Helena Wulff, Professor, Department of Social Anthropology, Stockholm University
Ambiguous Arrival: Emotions, Emplacement and the Migrant Encounter with Sweden
Sweden used to be a country where an ethnically inclusive policy was a matter of national pride. This stance ended abruptly in 2015 when 160 000 refugees came in, mostly from war-torn Syria and North-Africa. The border to Denmark was closed, and a scrupulous customs control made entry into Sweden difficult. In my ongoing literary anthropological study of migrant writings in Sweden, I explore fiction and journalism about experiences of exclusion by writers who have moved to Sweden as children or young adults, or were born there. In this talk, I compare three autobiographical arrival stories to Sweden along a time axis in terms of emotions and emplacement. Importantly, these three textual accounts represent different migration streams to Sweden over time, from the 1960s labour recruitment scheme to the war refugees in the 1990s and the 21st century. Still, the stories reveal the same imaginary about Sweden as a country of safety and hope. Key in the stories is the ambiguous nature of arrival: a combination of strong contradictory emotions of relief and fright.
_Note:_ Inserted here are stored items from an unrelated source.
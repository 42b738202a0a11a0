//! Loaders for the four inputs of schedule generation. Every loader is
//! cumulative: loading a second file adds to what is already held.

pub mod fleet;
pub mod passengers;
pub mod roster;
pub mod routes;

pub use fleet::Fleet;
pub use passengers::PassengerNumbers;
pub use roster::Roster;
pub use routes::RouteCatalog;
use crate::airport::Airport;
use crate::error::DataLoadingError;
use crate::route::{FlightNumber, RouteDefinition};
use crate::time::{parse_day_code, parse_iso_duration};
use chrono::{Datelike, NaiveDate, NaiveTime, TimeDelta, Weekday};
use serde::Deserialize;
use std::io;
use std::path::Path;
use std::sync::Arc;

#[derive(Deserialize)]
struct RawRoutes {
    #[serde(rename = "Route", default)]
    routes: Vec<RawRoute>,
}

#[derive(Deserialize)]
#[serde(rename_all = "PascalCase")]
struct RawRoute {
    flight_number: FlightNumber,
    day_of_week: String,
    departure_time: String,
    departure_airport: String,
    #[serde(rename = "DepartureAirportIATACode")]
    departure_airport_code: String,
    arrival_time: String,
    arrival_airport: String,
    #[serde(rename = "ArrivalAirportIATACode")]
    arrival_airport_code: String,
    duration: String,
}

/// Longest block time accepted for a single leg.
const MAX_DURATION_HOURS: i64 = 48;

fn parse_time(field: &'static str, value: &str) -> Result<NaiveTime, DataLoadingError> {
    let value = value.trim();
    NaiveTime::parse_from_str(value, "%H:%M")
        .or_else(|_| NaiveTime::parse_from_str(value, "%H:%M:%S"))
        .map_err(|_| DataLoadingError::InvalidValue {
            field,
            value: value.to_string(),
        })
}

impl TryFrom<RawRoute> for RouteDefinition {
    type Error = DataLoadingError;

    fn try_from(raw: RawRoute) -> Result<Self, Self::Error> {
        let day_of_week =
            parse_day_code(&raw.day_of_week).ok_or_else(|| DataLoadingError::InvalidValue {
                field: "DayOfWeek",
                value: raw.day_of_week.clone(),
            })?;
        let duration = parse_iso_duration(&raw.duration)
            .filter(|d| *d > TimeDelta::zero() && *d <= TimeDelta::hours(MAX_DURATION_HOURS))
            .ok_or_else(|| DataLoadingError::InvalidValue {
                field: "Duration",
                value: raw.duration.clone(),
            })?;
        Ok(RouteDefinition {
            flight_number: raw.flight_number,
            day_of_week,
            origin: Airport::new(raw.departure_airport_code.trim(), raw.departure_airport.trim()),
            destination: Airport::new(raw.arrival_airport_code.trim(), raw.arrival_airport.trim()),
            departure_time: parse_time("DepartureTime", &raw.departure_time)?,
            arrival_time: parse_time("ArrivalTime", &raw.arrival_time)?,
            duration,
        })
    }
}

/// Weekly timetable, loaded from XML of the form `<Routes><Route>...</Route></Routes>`.
#[derive(Debug, Default)]
pub struct RouteCatalog {
    routes: Vec<Arc<RouteDefinition>>,
}

impl RouteCatalog {
    pub fn new(routes: Vec<RouteDefinition>) -> Self {
        RouteCatalog {
            routes: routes.into_iter().map(Arc::new).collect(),
        }
    }

    pub fn load(&mut self, path: &Path) -> Result<usize, DataLoadingError> {
        let file = std::fs::File::open(path)?;
        let added = self.load_from_reader(io::BufReader::new(file))?;
        log::info!("loaded {} routes from {}", added, path.display());
        Ok(added)
    }

    pub fn load_from_reader<R: io::BufRead>(&mut self, reader: R) -> Result<usize, DataLoadingError> {
        let raw: RawRoutes = quick_xml::de::from_reader(reader)?;
        let routes = raw
            .routes
            .into_iter()
            .map(RouteDefinition::try_from)
            .collect::<Result<Vec<_>, _>>()?;

        let added = routes.len();
        self.routes.extend(routes.into_iter().map(Arc::new));
        Ok(added)
    }

    pub fn all(&self) -> &[Arc<RouteDefinition>] {
        &self.routes
    }

    /// `None` if `day` is not a recognisable day code.
    pub fn on_day(&self, day: &str) -> Option<Vec<&RouteDefinition>> {
        let day = parse_day_code(day)?;
        Some(self.filter(|r| r.runs_on(day)))
    }

    pub fn departing_on_day(&self, airport: &str, day: &str) -> Option<Vec<&RouteDefinition>> {
        let day = parse_day_code(day)?;
        Some(self.filter(|r| r.runs_on(day) && r.departs_from(airport)))
    }

    pub fn departing(&self, airport: &str) -> Vec<&RouteDefinition> {
        self.filter(|r| r.departs_from(airport))
    }

    pub fn on_date(&self, date: NaiveDate) -> Vec<&RouteDefinition> {
        let day: Weekday = date.weekday();
        self.filter(|r| r.runs_on(day))
    }

    fn filter(&self, predicate: impl Fn(&RouteDefinition) -> bool) -> Vec<&RouteDefinition> {
        self.routes
            .iter()
            .map(|r| r.as_ref())
            .filter(|r| predicate(r))
            .collect()
    }

    pub fn len(&self) -> usize {
        self.routes.len()
    }

    pub fn is_empty(&self) -> bool {
        self.routes.is_empty()
    }

    pub fn reset(&mut self) {
        self.routes.clear();
    }
}
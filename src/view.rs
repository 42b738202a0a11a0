//! Table rows for the interactive inspector.

use crate::crew::{CabinCrew, CrewId, Pilot};
use crate::data::Roster;
use crate::error::AllocationError;
use crate::flight::{AllocationStatus, FlightId, FlightOccurrence};
use crate::route::RouteDefinition;
use crate::schedule::Schedule;
use crate::time::day_code;
use colored::Colorize;
use tabled::Tabled;

/// Which part of the schedule `ls` lists.
#[derive(Debug, Clone, Copy, PartialEq, Eq)]
pub enum Listing {
    Remaining,
    Completed,
    All,
}

impl Listing {
    pub fn parse(arg: Option<&str>) -> Option<Listing> {
        match arg.unwrap_or("a") {
            "r" | "remaining" => Some(Listing::Remaining),
            "c" | "completed" => Some(Listing::Completed),
            "a" | "all" => Some(Listing::All),
            _ => None,
        }
    }

    fn admits(&self, status: AllocationStatus) -> bool {
        match self {
            Listing::Remaining => !status.is_completed(),
            Listing::Completed => status.is_completed(),
            Listing::All => true,
        }
    }
}

fn colored_status(status: AllocationStatus) -> String {
    match status {
        AllocationStatus::Completed => status.to_string().green().to_string(),
        AllocationStatus::Remaining => status.to_string().yellow().to_string(),
    }
}

fn or_dash(value: Option<String>) -> String {
    value.unwrap_or_else(|| "-".to_string())
}

#[derive(Debug, Tabled)]
pub struct FlightRow {
    #[tabled(rename = "Flight")]
    pub flight: String,
    #[tabled(rename = "Date")]
    pub date: String,
    #[tabled(rename = "Route")]
    pub route: String,
    #[tabled(rename = "Departs")]
    pub departs: String,
    #[tabled(rename = "Arrives")]
    pub arrives: String,
    #[tabled(rename = "Aircraft")]
    pub aircraft: String,
    #[tabled(rename = "Captain")]
    pub captain: String,
    #[tabled(rename = "First Officer")]
    pub first_officer: String,
    #[tabled(rename = "Cabin")]
    pub cabin_crew: String,
    #[tabled(rename = "Status")]
    pub status: String,
}

impl FlightRow {
    pub fn new(schedule: &Schedule, flight: &FlightOccurrence) -> Result<Self, AllocationError> {
        let aircraft = schedule.aircraft_for(&flight.id)?;
        let required = aircraft.map_or(0, |a| a.cabin_crew_required);
        let crew_id = |id: Option<CrewId>| or_dash(id.map(|id| format!("#{}", id)));

        Ok(FlightRow {
            flight: flight.id.flight_number.to_string(),
            date: flight.date().to_string(),
            route: format!("{} → {}", flight.origin_id(), flight.destination_id()),
            departs: flight.departure().format("%H:%M").to_string(),
            arrives: flight.arrival().format("%d %H:%M").to_string(),
            aircraft: or_dash(aircraft.map(|a| a.id.to_string())),
            captain: crew_id(schedule.captain_of(&flight.id)?),
            first_officer: crew_id(schedule.first_officer_of(&flight.id)?),
            cabin_crew: format!("{}/{}", schedule.cabin_crew_of(&flight.id)?.len(), required),
            status: colored_status(schedule.status_of(&flight.id)?),
        })
    }
}

pub fn flight_rows(schedule: &Schedule, listing: Listing) -> Result<Vec<FlightRow>, AllocationError> {
    let mut rows = Vec::new();
    for flight in schedule.flights() {
        if listing.admits(schedule.status_of(&flight.id)?) {
            rows.push(FlightRow::new(schedule, flight)?);
        }
    }
    Ok(rows)
}

/// One assigned role of a single flight, as printed by `show`.
#[derive(Debug, Tabled)]
pub struct AssignmentRow {
    #[tabled(rename = "Role")]
    pub role: String,
    #[tabled(rename = "Assigned")]
    pub assigned: String,
    #[tabled(rename = "Details")]
    pub details: String,
}

impl AssignmentRow {
    fn crew(role: &str, id: Option<CrewId>, roster: &Roster) -> Self {
        AssignmentRow {
            role: role.to_string(),
            assigned: or_dash(id.map(|id| format!("#{}", id))),
            details: or_dash(id.and_then(|id| roster.name_of(id))),
        }
    }
}

pub fn assignment_rows(
    schedule: &Schedule,
    roster: &Roster,
    flight: &FlightId,
) -> Result<Vec<AssignmentRow>, AllocationError> {
    let aircraft = schedule.aircraft_for(flight)?;
    let mut rows = vec![
        AssignmentRow {
            role: "Aircraft".to_string(),
            assigned: or_dash(aircraft.map(|a| a.id.to_string())),
            details: or_dash(aircraft.map(|a| a.description())),
        },
        AssignmentRow::crew("Captain", schedule.captain_of(flight)?, roster),
        AssignmentRow::crew("First Officer", schedule.first_officer_of(flight)?, roster),
    ];
    rows.extend(
        schedule
            .cabin_crew_of(flight)?
            .iter()
            .map(|id| AssignmentRow::crew("Cabin Crew", Some(*id), roster)),
    );
    Ok(rows)
}

#[derive(Debug, Tabled)]
pub struct RouteRow {
    #[tabled(rename = "Flight")]
    pub flight: String,
    #[tabled(rename = "Day")]
    pub day: String,
    #[tabled(rename = "From")]
    pub origin: String,
    #[tabled(rename = "To")]
    pub destination: String,
    #[tabled(rename = "Departs")]
    pub departs: String,
    #[tabled(rename = "Arrives")]
    pub arrives: String,
    #[tabled(rename = "Duration")]
    pub duration: String,
}

impl From<&RouteDefinition> for RouteRow {
    fn from(route: &RouteDefinition) -> Self {
        RouteRow {
            flight: route.flight_number.to_string(),
            day: day_code(route.day_of_week).to_string(),
            origin: format!("{} ({})", route.origin.code, route.origin.name),
            destination: format!("{} ({})", route.destination.code, route.destination.name),
            departs: route.departure_time.format("%H:%M").to_string(),
            arrives: route.arrival_time.format("%H:%M").to_string(),
            duration: format!(
                "{}h{:02}m",
                route.duration.num_hours(),
                route.duration.num_minutes() % 60
            ),
        }
    }
}

#[derive(Debug, Tabled)]
pub struct CrewRow {
    #[tabled(rename = "Id")]
    pub id: CrewId,
    #[tabled(rename = "Name")]
    pub name: String,
    #[tabled(rename = "Role")]
    pub role: String,
    #[tabled(rename = "Base")]
    pub base: String,
    #[tabled(rename = "Ratings")]
    pub ratings: String,
}

impl From<&Pilot> for CrewRow {
    fn from(pilot: &Pilot) -> Self {
        CrewRow {
            id: pilot.id,
            name: pilot.name(),
            role: pilot.rank.to_string(),
            base: pilot.home_base.to_string(),
            ratings: ratings(pilot.type_ratings.iter()),
        }
    }
}

impl From<&CabinCrew> for CrewRow {
    fn from(crew: &CabinCrew) -> Self {
        CrewRow {
            id: crew.id,
            name: crew.name(),
            role: "Cabin Crew".to_string(),
            base: crew.home_base.to_string(),
            ratings: ratings(crew.type_ratings.iter()),
        }
    }
}

fn ratings<'a>(types: impl Iterator<Item = &'a std::sync::Arc<str>>) -> String {
    types.map(|t| t.as_ref()).collect::<Vec<_>>().join(", ")
}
Helena Wulff is Professor of Social Anthropology at Stockholm University. Her research interests are in expressive cultural form based on a wide range of studies of the social worlds of literary production, dance and visual culture. She is currently engaged in a research project on “Migrant Writing in Sweden: Diversifying from Within” which is funded by Swedish Foundation for Humanities and Social Sciences 2016-2021 as a part of the multidisciplinary research programme “Cosmopolitan and Vernacular Dynamics in World Literatures.” Among her publications are the monographs Ballet across Borders: Career and Culture in the World of Dancers (1998), Dancing at the Crossroads: Memory and Mobility in Ireland (2007), Rhythms of Writing: An Anthropology of Irish Literature (2017), and the edited volumes The Emotions: A Cultural Reader (2007), and The Anthropologist as Writer: Genres and Contexts in the Twenty-First Century (2016).